Saved entries:
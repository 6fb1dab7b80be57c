//! HTTP routing and OpenAPI documentation.
//!
//! API handlers are registered through utoipa-axum so the OpenAPI document is collected
//! from their annotations. The document is served as JSON at `/api/docs/openapi.json`.

use std::{path::PathBuf, sync::Arc};

use axum::{extract::Request, routing::get, Json, Router};
use tower_http::trace::TraceLayer;
use utoipa::OpenApi;
use utoipa_axum::{router::OpenApiRouter, routes};

use crate::server::{controller, model::app::AppState};

/// Builds the API router and its OpenAPI documentation route.
///
/// # Registered Endpoints
/// - `POST /api/v1/auth/register`, `POST /api/v1/auth/login`, `POST /api/v1/auth/logout`
/// - `GET /api/v1/auth/user`
/// - `GET /api/v1/countries`, `GET /api/v1/countries/{code}`
/// - `GET /api/v1/favorites`, `POST|DELETE /api/v1/favorites/{code}`
/// - `GET /api/docs/openapi.json`
pub fn routes() -> Router<AppState> {
    #[derive(OpenApi)]
    #[openapi(info(title = "Atlas", description = "Atlas country explorer API"), tags(
        (name = controller::auth::AUTH_TAG, description = "Account and session routes"),
        (name = controller::country::COUNTRY_TAG, description = "Country data from the REST Countries API"),
        (name = controller::favorite::FAVORITE_TAG, description = "Favorite countries of the logged in user"),
    ))]
    struct ApiDoc;

    let (routes, api) = OpenApiRouter::with_openapi(ApiDoc::openapi())
        .routes(routes!(controller::auth::register))
        .routes(routes!(controller::auth::login))
        .routes(routes!(controller::auth::logout))
        .routes(routes!(controller::auth::get_user))
        .routes(routes!(controller::country::list_countries))
        .routes(routes!(controller::country::get_country))
        .routes(routes!(controller::favorite::list_favorites))
        .routes(routes!(
            controller::favorite::add_favorite,
            controller::favorite::remove_favorite
        ))
        .split_for_parts();

    routes.route("/api/docs/openapi.json", get(move || async move { Json(api) }))
}

/// Builds the complete application: API routes, SPA fallback and request tracing.
///
/// Session and CORS layers are left to the caller so tests can use an in-memory store.
pub fn app(state: AppState, static_dir: PathBuf) -> Router {
    let static_dir = Arc::new(static_dir);

    routes()
        .fallback(move |request: Request| {
            let static_dir = static_dir.clone();
            async move { controller::spa::fallback(&static_dir, request).await }
        })
        .layer(TraceLayer::new_for_http())
        .with_state(state)
}
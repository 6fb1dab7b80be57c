use axum::response::{IntoResponse, Response};
use thiserror::Error;

use crate::server::error::InternalServerError;

/// Startup configuration failures, reported before the listener is bound.
#[derive(Error, Debug, PartialEq, Eq)]
pub enum ConfigError {
    #[error("Missing required environment variable: {0}")]
    MissingEnvVar(String),
    #[error("Invalid value for environment variable {var}: {reason}")]
    InvalidEnvValue { var: String, reason: String },
}

impl IntoResponse for ConfigError {
    fn into_response(self) -> Response {
        InternalServerError(self).into_response()
    }
}
//! Fixtures used while a test runs.
//!
//! - `country` - REST Countries records and mock endpoints
//! - `user` - `atlas_user` rows
//! - `favorite` - `atlas_favorite` rows

pub mod country;
pub mod favorite;
pub mod user;
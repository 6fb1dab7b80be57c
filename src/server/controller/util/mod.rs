pub mod get_user;
pub mod rejection;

→ Assignment
Restate every entry word for word.

→ Answer space
repository 6fb1dab7b80be57c
//! HTTP routing and OpenAPI documentation.
//!
//! API handlers are registered through utoipa-axum so the OpenAPI document is collected
//! from their annotations. The document is served as JSON at `/api/docs/openapi.json`.

use std::{path::PathBuf, sync::Arc};

use axum::{extract::Request, routing::get, Json, Router};
use tower_http::trace::TraceLayer;
use utoipa::OpenApi;
use utoipa_axum::{router::OpenApiRouter, routes};

use crate::server::{controller, model::app::AppState};

/// Builds the API router and its OpenAPI documentation route.
///
/// # Registered Endpoints
/// - `POST /api/v1/auth/register`, `POST /api/v1/auth/login`, `POST /api/v1/auth/logout`
/// - `GET /api/v1/auth/user`
/// - `GET /api/v1/countries`, `GET /api/v1/countries/{code}`
/// - `GET /api/v1/favorites`, `POST|DELETE /api/v1/favorites/{code}`
/// - `GET /api/docs/openapi.json`
pub fn routes() -> Router<AppState> {
    #[derive(OpenApi)]
    #[openapi(info(title = "Atlas", description = "Atlas country explorer API"), tags(
        (name = controller::auth::AUTH_TAG, description = "Account and session routes"),
        (name = controller::country::COUNTRY_TAG, description = "Country data from the REST Countries API"),
        (name = controller::favorite::FAVORITE_TAG, description = "Favorite countries of the logged in user"),
    ))]
    struct ApiDoc;

    let (routes, api) = OpenApiRouter::with_openapi(ApiDoc::openapi())
        .routes(routes!(controller::auth::register))
        .routes(routes!(controller::auth::login))
        .routes(routes!(controller::auth::logout))
        .routes(routes!(controller::auth::get_user))
        .routes(routes!(controller::country::list_countries))
        .routes(routes!(controller::country::get_country))
        .routes(routes!(controller::favorite::list_favorites))
        .routes(routes!(
            controller::favorite::add_favorite,
            controller::favorite::remove_favorite
        ))
        .split_for_parts();

    routes.route("/api/docs/openapi.json", get(move || async move { Json(api) }))
}

/// Builds the complete application: API routes, SPA fallback and request tracing.
///
/// Session and CORS layers are left to the caller so tests can use an in-memory store.
pub fn app(state: AppState, static_dir: PathBuf) -> Router {
    let static_dir = Arc::new(static_dir);

    routes()
        .fallback(move |request: Request| {
            let static_dir = static_dir.clone();
            async move { controller::spa::fallback(&static_dir, request).await }
        })
        .layer(TraceLayer::new_for_http())
        .with_state(state)
}
repository 6fb1dab7b80be57c
use axum::response::{IntoResponse, Response};
use thiserror::Error;

use crate::server::error::InternalServerError;

/// Startup configuration failures, reported before the listener is bound.
#[derive(Error, Debug, PartialEq, Eq)]
pub enum ConfigError {
    #[error("Missing required environment variable: {0}")]
    MissingEnvVar(String),
    #[error("Invalid value for environment variable {var}: {reason}")]
    InvalidEnvValue { var: String, reason: String },
}

impl IntoResponse for ConfigError {
    fn into_response(self) -> Response {
        InternalServerError(self).into_response()
    }
}
//! Fixtures used while a test runs.
//!
//! - `country` - REST Countries records and mock endpoints
//! - `user` - `atlas_user` rows
//! - `favorite` - `atlas_favorite` rows

pub mod country;
pub mod favorite;
pub mod user;
repository 6fb1dab7b80be57c
filename src/server/controller/util/mod.rs
pub mod get_user;
pub mod rejection;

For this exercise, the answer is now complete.